# Problem:
Below are the records; copy each line in them that holds the word "DefaultBodyLimit".

# Data to use:
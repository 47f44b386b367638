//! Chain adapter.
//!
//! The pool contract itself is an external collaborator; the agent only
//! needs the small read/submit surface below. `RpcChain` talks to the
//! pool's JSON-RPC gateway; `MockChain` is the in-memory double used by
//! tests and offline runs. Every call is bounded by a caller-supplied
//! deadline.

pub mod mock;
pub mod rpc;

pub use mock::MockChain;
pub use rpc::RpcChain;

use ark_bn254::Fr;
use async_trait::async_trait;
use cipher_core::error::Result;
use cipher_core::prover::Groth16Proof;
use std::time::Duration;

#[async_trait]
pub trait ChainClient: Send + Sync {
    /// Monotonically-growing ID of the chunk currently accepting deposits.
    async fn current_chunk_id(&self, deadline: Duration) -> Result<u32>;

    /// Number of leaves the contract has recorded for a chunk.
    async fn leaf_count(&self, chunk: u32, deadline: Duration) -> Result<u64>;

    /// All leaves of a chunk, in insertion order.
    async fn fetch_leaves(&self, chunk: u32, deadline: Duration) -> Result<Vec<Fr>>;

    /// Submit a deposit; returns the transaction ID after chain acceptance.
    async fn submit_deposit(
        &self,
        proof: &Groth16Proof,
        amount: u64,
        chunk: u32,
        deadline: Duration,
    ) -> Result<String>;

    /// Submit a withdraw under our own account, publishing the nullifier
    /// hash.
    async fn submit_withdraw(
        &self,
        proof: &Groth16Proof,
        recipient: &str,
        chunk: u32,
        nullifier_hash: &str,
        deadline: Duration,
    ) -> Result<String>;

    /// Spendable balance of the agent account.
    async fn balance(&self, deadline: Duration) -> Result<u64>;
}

* * *

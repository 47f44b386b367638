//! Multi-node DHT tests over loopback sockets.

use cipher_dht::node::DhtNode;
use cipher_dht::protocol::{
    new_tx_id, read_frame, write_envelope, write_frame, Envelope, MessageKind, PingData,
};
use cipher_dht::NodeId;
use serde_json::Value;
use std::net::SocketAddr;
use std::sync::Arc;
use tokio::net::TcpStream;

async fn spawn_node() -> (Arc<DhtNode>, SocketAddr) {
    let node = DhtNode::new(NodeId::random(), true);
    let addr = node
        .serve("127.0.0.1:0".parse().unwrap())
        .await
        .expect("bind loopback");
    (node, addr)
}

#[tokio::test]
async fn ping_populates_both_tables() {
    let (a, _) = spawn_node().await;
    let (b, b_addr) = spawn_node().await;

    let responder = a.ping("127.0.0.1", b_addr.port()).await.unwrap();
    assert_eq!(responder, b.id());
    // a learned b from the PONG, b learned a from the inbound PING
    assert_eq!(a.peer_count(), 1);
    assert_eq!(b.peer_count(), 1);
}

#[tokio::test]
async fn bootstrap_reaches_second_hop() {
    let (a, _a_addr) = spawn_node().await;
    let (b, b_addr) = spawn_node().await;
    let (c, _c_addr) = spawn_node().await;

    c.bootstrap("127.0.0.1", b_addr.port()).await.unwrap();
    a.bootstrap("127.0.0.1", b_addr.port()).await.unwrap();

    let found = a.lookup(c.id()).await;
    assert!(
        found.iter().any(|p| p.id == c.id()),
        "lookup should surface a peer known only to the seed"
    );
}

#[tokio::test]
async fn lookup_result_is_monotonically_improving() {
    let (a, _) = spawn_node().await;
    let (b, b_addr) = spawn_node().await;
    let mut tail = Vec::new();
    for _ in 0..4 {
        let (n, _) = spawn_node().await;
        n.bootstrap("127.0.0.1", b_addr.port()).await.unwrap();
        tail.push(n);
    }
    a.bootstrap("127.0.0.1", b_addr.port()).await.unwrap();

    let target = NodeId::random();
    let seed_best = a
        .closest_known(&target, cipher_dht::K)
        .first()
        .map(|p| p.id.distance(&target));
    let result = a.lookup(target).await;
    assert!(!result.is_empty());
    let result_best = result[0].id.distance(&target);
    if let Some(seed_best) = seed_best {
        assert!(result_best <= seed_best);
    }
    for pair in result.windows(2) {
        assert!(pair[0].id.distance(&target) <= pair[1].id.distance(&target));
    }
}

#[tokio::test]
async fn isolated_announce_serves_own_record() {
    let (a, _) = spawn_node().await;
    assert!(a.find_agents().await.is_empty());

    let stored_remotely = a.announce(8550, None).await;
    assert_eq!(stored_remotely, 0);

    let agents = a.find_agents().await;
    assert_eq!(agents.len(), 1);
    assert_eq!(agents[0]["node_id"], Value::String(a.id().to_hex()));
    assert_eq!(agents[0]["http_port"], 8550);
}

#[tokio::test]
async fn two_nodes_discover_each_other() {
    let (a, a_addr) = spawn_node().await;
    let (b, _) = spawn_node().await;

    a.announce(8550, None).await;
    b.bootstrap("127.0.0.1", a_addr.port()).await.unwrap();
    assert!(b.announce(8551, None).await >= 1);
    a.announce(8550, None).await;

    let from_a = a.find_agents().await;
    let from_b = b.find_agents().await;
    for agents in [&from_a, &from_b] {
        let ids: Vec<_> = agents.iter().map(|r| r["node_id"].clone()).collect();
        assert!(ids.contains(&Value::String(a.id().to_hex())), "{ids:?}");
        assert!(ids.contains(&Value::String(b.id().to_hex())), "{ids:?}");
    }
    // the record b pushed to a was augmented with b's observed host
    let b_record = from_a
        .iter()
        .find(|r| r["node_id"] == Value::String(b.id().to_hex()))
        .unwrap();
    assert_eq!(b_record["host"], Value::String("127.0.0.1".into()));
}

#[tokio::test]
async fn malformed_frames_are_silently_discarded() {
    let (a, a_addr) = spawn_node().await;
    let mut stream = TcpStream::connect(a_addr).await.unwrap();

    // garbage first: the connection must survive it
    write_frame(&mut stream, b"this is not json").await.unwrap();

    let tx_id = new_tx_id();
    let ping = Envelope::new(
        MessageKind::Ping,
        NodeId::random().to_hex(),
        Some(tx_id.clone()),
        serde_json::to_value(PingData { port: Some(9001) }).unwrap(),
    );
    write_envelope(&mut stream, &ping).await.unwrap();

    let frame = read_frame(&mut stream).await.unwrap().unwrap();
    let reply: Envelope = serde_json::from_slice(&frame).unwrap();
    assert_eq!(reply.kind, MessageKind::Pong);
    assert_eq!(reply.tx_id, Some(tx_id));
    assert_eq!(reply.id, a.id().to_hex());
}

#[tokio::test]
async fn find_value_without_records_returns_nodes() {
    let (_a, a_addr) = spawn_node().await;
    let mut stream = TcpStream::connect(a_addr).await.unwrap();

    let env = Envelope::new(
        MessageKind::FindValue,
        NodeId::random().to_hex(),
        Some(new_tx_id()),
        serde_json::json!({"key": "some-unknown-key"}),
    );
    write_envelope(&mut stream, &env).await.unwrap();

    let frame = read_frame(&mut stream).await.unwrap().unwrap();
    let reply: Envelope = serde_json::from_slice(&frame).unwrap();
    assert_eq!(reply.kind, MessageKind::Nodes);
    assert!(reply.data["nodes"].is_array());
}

--

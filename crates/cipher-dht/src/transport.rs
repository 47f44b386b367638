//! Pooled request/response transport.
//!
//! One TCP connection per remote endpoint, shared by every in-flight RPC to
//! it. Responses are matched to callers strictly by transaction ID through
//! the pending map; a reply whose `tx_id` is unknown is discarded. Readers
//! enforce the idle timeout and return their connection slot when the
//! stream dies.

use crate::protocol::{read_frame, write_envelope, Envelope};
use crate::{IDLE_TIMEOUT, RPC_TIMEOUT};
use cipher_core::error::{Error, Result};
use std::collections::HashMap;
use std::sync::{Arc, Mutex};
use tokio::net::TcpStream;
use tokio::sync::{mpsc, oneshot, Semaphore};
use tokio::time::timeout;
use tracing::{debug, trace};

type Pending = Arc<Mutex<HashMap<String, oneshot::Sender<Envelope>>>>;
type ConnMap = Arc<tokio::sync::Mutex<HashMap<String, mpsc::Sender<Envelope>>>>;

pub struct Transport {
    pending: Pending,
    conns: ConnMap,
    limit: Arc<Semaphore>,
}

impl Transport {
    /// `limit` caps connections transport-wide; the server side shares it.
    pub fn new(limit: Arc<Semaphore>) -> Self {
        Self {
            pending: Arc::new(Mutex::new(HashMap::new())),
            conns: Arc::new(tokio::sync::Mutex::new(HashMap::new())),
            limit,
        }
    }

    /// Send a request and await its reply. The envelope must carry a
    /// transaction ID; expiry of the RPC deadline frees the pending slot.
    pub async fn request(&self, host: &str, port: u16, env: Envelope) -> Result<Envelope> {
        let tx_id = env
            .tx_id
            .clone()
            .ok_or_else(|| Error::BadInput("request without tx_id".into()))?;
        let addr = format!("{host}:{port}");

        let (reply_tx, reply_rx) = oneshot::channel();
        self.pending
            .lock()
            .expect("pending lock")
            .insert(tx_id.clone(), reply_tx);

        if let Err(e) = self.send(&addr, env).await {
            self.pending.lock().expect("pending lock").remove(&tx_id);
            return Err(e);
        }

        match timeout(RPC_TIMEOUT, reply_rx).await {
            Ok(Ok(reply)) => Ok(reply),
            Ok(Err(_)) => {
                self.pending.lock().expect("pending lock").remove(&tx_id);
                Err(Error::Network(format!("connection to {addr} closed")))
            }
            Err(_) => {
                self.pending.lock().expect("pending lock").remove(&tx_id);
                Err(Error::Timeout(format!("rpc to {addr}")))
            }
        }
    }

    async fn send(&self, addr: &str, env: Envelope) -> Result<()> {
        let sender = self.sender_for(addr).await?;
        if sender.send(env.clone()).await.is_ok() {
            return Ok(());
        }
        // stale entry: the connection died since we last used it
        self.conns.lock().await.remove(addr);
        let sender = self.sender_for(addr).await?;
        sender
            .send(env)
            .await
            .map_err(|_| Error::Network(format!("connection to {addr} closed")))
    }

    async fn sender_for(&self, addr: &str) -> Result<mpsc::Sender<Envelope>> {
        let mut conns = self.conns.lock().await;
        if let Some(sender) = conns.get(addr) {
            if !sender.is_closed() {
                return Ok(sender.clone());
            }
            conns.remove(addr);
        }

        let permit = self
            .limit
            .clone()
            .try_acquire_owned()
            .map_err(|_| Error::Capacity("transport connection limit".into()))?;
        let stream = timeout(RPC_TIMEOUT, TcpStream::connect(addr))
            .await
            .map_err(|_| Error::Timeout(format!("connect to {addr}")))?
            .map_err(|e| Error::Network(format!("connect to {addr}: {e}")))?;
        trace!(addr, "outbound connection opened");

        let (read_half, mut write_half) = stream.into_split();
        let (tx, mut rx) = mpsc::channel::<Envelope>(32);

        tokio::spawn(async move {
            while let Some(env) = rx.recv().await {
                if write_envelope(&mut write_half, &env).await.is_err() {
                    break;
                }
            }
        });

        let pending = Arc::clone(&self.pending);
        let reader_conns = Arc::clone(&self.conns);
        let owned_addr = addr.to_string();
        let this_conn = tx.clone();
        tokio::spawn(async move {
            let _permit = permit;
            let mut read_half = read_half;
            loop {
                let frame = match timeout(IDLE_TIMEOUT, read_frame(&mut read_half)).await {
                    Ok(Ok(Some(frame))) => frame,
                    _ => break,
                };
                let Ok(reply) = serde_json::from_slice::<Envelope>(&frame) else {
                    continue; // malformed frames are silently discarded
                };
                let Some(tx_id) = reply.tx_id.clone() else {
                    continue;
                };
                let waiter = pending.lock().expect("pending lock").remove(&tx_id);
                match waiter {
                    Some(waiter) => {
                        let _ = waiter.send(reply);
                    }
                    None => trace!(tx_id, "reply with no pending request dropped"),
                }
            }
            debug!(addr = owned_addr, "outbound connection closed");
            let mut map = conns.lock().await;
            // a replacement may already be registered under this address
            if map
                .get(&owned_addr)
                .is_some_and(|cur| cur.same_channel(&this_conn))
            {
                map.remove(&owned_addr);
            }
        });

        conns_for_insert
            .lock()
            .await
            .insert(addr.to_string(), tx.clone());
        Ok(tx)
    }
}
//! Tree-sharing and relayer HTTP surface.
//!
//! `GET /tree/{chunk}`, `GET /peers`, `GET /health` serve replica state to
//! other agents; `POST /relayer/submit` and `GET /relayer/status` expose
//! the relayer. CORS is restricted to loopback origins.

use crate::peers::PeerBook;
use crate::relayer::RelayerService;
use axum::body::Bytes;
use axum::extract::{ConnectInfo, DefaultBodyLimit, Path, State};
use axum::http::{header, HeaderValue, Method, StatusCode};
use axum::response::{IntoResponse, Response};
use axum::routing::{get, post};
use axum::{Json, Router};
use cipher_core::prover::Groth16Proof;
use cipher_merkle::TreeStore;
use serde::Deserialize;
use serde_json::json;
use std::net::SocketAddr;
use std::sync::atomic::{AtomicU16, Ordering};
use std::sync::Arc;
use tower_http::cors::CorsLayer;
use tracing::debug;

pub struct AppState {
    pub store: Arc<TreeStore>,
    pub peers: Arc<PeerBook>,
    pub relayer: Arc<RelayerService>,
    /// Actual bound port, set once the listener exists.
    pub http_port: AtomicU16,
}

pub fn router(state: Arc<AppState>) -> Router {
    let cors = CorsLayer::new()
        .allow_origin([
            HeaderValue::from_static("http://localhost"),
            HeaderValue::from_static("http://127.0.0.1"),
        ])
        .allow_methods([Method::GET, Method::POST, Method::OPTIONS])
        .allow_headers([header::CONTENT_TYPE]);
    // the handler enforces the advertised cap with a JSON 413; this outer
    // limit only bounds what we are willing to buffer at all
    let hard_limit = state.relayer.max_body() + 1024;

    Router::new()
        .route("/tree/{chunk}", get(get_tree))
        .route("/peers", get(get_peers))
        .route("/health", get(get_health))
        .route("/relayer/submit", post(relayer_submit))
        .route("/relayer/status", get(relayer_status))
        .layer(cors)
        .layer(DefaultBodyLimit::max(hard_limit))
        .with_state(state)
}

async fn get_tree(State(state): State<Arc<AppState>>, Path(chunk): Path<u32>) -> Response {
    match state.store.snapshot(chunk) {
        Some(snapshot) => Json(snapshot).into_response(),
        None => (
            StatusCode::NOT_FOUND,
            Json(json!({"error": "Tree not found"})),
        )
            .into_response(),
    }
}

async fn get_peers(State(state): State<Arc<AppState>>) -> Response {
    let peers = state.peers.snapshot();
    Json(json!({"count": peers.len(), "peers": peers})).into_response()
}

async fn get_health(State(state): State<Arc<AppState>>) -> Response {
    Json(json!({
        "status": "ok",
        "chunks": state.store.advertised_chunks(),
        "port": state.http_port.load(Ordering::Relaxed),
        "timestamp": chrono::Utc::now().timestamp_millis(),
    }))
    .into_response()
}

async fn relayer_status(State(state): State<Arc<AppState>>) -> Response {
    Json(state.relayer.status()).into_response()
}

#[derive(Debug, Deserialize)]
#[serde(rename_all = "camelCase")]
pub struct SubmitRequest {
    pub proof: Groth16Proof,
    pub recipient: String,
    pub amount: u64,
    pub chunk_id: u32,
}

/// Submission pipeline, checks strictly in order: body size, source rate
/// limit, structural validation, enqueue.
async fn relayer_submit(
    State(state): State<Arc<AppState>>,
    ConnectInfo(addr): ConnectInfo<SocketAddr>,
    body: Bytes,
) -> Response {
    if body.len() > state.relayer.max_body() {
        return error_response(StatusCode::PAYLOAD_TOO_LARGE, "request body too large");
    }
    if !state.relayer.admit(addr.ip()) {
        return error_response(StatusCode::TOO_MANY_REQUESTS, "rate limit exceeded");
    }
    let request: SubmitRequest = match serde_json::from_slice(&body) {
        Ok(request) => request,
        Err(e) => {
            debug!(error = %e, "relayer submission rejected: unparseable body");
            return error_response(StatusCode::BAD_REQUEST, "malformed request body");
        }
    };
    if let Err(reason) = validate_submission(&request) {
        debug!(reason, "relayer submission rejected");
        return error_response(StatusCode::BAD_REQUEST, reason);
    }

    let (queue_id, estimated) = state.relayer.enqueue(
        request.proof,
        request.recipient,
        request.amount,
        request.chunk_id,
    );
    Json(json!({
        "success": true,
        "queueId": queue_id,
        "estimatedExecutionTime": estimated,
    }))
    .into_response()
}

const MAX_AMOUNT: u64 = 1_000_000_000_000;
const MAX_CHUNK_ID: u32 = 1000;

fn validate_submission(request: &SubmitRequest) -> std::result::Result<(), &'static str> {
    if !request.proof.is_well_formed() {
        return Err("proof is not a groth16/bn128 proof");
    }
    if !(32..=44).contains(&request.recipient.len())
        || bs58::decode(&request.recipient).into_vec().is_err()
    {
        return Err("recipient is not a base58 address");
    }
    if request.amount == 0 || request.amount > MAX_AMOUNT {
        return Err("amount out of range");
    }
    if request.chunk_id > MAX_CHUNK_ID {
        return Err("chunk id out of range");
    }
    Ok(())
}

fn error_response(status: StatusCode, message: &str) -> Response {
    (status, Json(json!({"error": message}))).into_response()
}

# Solved problem:
use axum::extract::{ConnectInfo, DefaultBodyLimit, Path, State};
        .layer(DefaultBodyLimit::max(hard_limit))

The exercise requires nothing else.